Broadcom gave up its attempt to take over Qualcomm after the acquisition was stopped by the US Administration (TechCrunch). The Committee on Foreign Investment in the United States (CFIUS) recommended that the deal be halted. Qualcomm (a company which received early funding as a start-up from the US Office of Naval Research's Small Business Innovation Research Program) is a leader in 5G research and development. CFIUS was concerned that Broadcom would have slashed R&D, effectively ceding the field to China's Huawei (Bloomberg). Broadcom, it must be noted, is a Singapore company, not a Chinese one, but such concerns play into widespread skittishness not confined to the United States about Chinese technology and its potential exploitation for espionage and other purposes of state (Asia Times). US officials are concerned about giving up leadership in such an important part of the infrastructure (SecurityWeek). Some observers have dismissed the move as arrant protectionism (Slate) but most see concerns about the future of 5th generation wireless infrastructure as real and serious (Los Angeles Times).
Zscaler's IPO exceeded most expectations.

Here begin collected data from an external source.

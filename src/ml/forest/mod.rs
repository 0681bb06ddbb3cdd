//! Seeded random forest regressor.
//!
//! An ensemble of CART regression trees fitted on bootstrap resamples and averaged at
//! prediction time. Properties:
//! - Every source of randomness derives from a single `u64` seed.
//! - Trees are fitted across worker threads but collected by index, so the fitted model does
//!   not depend on the worker count.
//! - Models serialize to plain node arrays and reload with bit-identical predictions.

mod model;
mod train;

pub use model::{FOREST_MODEL_VERSION, Node, RandomForestModel, RegressionTree};
pub use train::{ForestOptions, train_random_forest};
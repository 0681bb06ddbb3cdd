//! Delimited-text loader for shipment datasets.

use std::fs::File;
use std::io::BufReader;
use std::path::Path;

use csv::{ReaderBuilder, Trim};
use serde::Serialize;

use crate::error::{PipelineError, Result};

/// Cell spellings treated as missing values in numeric columns.
const MISSING_MARKERS: &[&str] = &[
    "", "na", "n/a", "#n/a", "nan", "-nan", "null", "none", "<na>",
];

/// A single named column after type inference.
#[derive(Debug, Clone, PartialEq)]
pub enum Column {
    /// Every non-missing cell parsed as a number; missing cells hold `NaN`.
    Numeric(Vec<f64>),
    /// At least one cell was not numeric; raw strings are kept.
    Text(Vec<String>),
}

impl Column {
    pub fn len(&self) -> usize {
        match self {
            Column::Numeric(values) => values.len(),
            Column::Text(values) => values.len(),
        }
    }

    pub fn is_empty(&self) -> bool {
        self.len() == 0
    }

    /// Borrow the numeric values, if this column is numeric.
    pub fn as_numeric(&self) -> Option<&[f64]> {
        match self {
            Column::Numeric(values) => Some(values),
            Column::Text(_) => None,
        }
    }

    fn from_cells(cells: Vec<String>) -> Self {
        let mut numeric = Vec::with_capacity(cells.len());
        for cell in &cells {
            match parse_numeric_cell(cell) {
                Some(value) => numeric.push(value),
                None => return Column::Text(cells),
            }
        }
        Column::Numeric(numeric)
    }
}

/// In-memory table loaded from a delimited file.
#[derive(Debug, Clone, PartialEq)]
pub struct Dataset {
    headers: Vec<String>,
    columns: Vec<Column>,
    n_rows: usize,
}

/// Shape of a freshly loaded dataset.
#[derive(Debug, Clone, Copy, PartialEq, Eq, Serialize)]
pub struct LoadSummary {
    pub rows: usize,
    pub columns: usize,
}

impl Dataset {
    /// Build a dataset from named columns of equal length.
    pub fn from_columns(named: Vec<(String, Column)>) -> Result<Self> {
        let n_rows = named.first().map(|(_, column)| column.len()).unwrap_or(0);
        if let Some((name, column)) = named.iter().find(|(_, column)| column.len() != n_rows) {
            return Err(PipelineError::Fit(format!(
                "column `{name}` has {} rows but expected {n_rows}",
                column.len()
            )));
        }
        let (headers, columns): (Vec<String>, Vec<Column>) = named.into_iter().unzip();
        Ok(Self {
            headers,
            columns,
            n_rows,
        })
    }

    pub fn n_rows(&self) -> usize {
        self.n_rows
    }

    pub fn n_columns(&self) -> usize {
        self.headers.len()
    }

    pub fn column_names(&self) -> &[String] {
        &self.headers
    }

    /// Look up a column by header name. The first match wins for duplicated headers.
    pub fn column(&self, name: &str) -> Option<&Column> {
        self.headers
            .iter()
            .position(|header| header == name)
            .map(|idx| &self.columns[idx])
    }

    pub fn summary(&self) -> LoadSummary {
        LoadSummary {
            rows: self.n_rows,
            columns: self.n_columns(),
        }
    }
}

/// Load a comma-separated file with a header row.
pub fn load_dataset(path: &Path) -> Result<Dataset> {
    if !path.exists() {
        return Err(PipelineError::NotFound {
            path: path.to_path_buf(),
        });
    }
    let file = File::open(path).map_err(|source| PipelineError::io(path, source))?;
    let mut reader = ReaderBuilder::new()
        .has_headers(true)
        .trim(Trim::All)
        .from_reader(BufReader::new(file));

    let parse_err = |source| PipelineError::Parse {
        path: path.to_path_buf(),
        source,
    };
    let headers: Vec<String> = reader
        .headers()
        .map_err(parse_err)?
        .iter()
        .map(str::to_string)
        .collect();

    let mut cells: Vec<Vec<String>> = vec![Vec::new(); headers.len()];
    for record in reader.records() {
        let record = record.map_err(parse_err)?;
        for (column, value) in cells.iter_mut().zip(record.iter()) {
            column.push(value.to_string());
        }
    }

    let named = headers
        .into_iter()
        .zip(cells)
        .map(|(name, cells)| (name, Column::from_cells(cells)))
        .collect();
    let dataset = Dataset::from_columns(named)?;
    tracing::debug!(
        "Parsed {} rows x {} columns from {}",
        dataset.n_rows(),
        dataset.n_columns(),
        path.display()
    );
    Ok(dataset)
}

fn parse_numeric_cell(cell: &str) -> Option<f64> {
    if MISSING_MARKERS
        .iter()
        .any(|marker| cell.eq_ignore_ascii_case(marker))
    {
        return Some(f64::NAN);
    }
    cell.parse::<f64>().ok()
}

The security company got a strong start in its Friday IPO, raising $192 million and seeing its shares nearly double by day's end (Investor's Business Daily).
Palo Alto Networks has expanded its cloud security capabilities with the acquisition of Evident.io for $300 million in cash (Silicon Valley Business Journal). Critical Start will buy frequent SOC service partner Advanced Threat Analytics (Dark Reading). McAfee has bought VPN firm TunnelBear (Gizbot). CyberArk has acquired cloud security provider Vaultative (Infosecurity Magazine).
Behavioral biometrics shop BioCatch closed a $30 million funding round (SDXCentral). Security automation start-up Automox raised $2 million in venture funding (BizWest). Solebit has raised $11 million in a Series A round, which it will use to develop its SoleGATE Security Platform (SecurityWeek). Hybrid cloud security shop Luminate emerged from stealth with $14 million in funding (SecurityWeek).
Mossack Fonseca, the law firm hacked in the Panama Papers incident, has closed its doors, a casualty of doxing (SecurityWeek).